• [Problem details]:
Using the data beneath this instruction, retype only the lines from the one that contains "which holds that" down to the one that contains "use std::sync::Arc;", both included, exactly as they appear.

*** Opening Input material ***

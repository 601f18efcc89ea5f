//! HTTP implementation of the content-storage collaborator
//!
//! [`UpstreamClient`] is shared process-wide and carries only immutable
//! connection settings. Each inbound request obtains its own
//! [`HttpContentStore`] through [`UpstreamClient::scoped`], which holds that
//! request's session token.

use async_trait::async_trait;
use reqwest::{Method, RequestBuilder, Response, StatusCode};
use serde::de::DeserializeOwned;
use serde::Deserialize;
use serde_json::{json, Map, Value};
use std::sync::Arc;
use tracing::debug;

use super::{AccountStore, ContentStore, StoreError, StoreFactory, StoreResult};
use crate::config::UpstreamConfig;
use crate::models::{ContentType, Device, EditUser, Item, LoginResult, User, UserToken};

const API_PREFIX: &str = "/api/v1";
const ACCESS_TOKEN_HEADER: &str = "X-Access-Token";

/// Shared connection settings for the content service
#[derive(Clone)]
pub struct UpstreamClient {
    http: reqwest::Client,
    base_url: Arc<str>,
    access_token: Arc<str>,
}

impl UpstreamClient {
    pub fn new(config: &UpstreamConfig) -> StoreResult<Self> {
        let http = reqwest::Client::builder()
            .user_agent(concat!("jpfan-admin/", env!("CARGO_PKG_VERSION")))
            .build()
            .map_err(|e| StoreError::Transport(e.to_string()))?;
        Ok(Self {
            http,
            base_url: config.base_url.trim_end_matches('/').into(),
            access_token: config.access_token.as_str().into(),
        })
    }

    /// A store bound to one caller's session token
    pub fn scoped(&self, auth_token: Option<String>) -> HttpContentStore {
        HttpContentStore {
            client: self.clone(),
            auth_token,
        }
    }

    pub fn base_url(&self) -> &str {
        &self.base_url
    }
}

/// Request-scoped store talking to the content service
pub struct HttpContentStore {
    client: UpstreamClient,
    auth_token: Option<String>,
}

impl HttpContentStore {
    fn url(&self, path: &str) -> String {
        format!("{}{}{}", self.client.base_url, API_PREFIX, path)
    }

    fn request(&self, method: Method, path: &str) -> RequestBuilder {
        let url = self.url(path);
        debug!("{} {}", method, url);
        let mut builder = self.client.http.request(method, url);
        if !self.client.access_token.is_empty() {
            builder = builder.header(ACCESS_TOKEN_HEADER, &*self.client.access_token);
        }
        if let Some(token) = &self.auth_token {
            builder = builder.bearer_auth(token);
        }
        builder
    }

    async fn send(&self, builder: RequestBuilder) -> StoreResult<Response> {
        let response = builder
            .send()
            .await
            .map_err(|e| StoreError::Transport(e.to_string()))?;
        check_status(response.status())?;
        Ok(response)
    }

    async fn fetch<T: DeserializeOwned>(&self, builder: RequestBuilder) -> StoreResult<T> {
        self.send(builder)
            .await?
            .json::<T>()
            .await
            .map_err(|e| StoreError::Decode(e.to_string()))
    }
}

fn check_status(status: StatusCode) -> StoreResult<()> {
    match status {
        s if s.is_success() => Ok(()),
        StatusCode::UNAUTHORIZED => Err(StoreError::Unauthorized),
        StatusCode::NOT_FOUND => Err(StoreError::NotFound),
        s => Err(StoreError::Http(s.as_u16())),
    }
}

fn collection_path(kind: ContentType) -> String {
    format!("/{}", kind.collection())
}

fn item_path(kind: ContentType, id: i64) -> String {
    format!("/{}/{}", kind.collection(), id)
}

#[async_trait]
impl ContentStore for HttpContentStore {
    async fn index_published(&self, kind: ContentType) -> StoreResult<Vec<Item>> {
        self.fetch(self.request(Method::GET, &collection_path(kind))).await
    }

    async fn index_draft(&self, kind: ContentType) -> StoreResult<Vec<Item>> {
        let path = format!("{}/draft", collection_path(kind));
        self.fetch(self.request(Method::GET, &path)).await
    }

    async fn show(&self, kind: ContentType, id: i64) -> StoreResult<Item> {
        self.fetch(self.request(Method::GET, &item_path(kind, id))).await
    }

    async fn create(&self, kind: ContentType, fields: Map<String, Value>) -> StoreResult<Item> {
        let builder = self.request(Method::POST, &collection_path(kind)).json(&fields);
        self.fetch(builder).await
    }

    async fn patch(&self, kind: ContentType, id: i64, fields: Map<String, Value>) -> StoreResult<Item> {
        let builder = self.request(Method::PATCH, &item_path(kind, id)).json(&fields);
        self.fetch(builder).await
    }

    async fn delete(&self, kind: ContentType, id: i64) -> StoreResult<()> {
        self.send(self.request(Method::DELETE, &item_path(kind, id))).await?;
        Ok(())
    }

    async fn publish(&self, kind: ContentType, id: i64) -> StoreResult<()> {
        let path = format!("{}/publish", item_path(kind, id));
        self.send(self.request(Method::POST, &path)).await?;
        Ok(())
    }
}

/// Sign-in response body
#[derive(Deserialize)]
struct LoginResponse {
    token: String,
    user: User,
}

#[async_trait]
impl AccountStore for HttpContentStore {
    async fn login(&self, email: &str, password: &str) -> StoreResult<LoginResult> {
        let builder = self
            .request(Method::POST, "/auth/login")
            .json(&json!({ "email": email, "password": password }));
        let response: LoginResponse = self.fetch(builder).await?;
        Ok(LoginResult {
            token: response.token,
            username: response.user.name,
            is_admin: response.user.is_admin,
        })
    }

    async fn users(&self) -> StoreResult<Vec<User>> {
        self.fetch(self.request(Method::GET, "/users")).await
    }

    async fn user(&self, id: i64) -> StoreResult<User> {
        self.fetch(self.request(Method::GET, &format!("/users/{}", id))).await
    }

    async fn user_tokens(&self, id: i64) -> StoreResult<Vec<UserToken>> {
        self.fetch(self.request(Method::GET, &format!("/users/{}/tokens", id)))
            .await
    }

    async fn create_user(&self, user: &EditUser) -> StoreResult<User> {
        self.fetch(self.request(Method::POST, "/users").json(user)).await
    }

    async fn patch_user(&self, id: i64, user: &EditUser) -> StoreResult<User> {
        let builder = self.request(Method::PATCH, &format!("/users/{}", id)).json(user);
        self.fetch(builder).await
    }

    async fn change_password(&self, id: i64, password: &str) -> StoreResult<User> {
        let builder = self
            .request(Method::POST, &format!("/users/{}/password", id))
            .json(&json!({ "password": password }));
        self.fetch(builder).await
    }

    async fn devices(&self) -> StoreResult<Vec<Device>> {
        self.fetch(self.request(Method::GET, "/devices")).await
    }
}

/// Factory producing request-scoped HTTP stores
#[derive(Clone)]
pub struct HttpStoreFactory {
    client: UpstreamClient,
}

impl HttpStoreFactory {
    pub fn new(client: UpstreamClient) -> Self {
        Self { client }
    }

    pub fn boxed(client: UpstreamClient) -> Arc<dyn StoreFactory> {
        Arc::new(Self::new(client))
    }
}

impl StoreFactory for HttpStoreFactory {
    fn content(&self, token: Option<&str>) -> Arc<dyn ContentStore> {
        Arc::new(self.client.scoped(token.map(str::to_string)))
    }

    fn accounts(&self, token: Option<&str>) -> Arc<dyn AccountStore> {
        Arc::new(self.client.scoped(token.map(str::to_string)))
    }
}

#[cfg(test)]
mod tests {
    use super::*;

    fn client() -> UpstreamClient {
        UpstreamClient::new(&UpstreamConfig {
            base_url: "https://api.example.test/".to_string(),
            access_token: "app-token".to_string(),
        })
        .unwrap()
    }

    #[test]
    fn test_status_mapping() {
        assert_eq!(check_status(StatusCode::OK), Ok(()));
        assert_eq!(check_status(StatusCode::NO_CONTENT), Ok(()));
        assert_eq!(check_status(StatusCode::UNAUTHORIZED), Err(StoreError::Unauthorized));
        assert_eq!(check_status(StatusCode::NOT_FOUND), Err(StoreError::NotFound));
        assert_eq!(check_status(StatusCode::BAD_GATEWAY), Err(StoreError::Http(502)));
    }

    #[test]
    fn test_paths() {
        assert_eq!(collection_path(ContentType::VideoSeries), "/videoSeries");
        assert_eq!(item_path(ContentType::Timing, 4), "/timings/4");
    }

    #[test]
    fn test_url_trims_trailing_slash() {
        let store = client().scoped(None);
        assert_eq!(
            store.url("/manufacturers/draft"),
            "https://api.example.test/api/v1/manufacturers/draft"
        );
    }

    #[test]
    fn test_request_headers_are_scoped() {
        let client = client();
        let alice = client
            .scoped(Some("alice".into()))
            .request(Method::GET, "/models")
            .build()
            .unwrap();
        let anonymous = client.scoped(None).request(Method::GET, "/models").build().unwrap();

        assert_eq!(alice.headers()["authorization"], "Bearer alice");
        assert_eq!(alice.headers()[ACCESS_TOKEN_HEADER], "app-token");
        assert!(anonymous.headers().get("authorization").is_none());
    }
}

*** Closing Input material ***

• [Task response]:
//! [`HttpContentStore`] through [`UpstreamClient::scoped`], which holds that
//! request's session token.

use async_trait::async_trait;
use reqwest::{Method, RequestBuilder, Response, StatusCode};
use serde::de::DeserializeOwned;
use serde::Deserialize;
use serde_json::{json, Map, Value};
use std::sync::Arc;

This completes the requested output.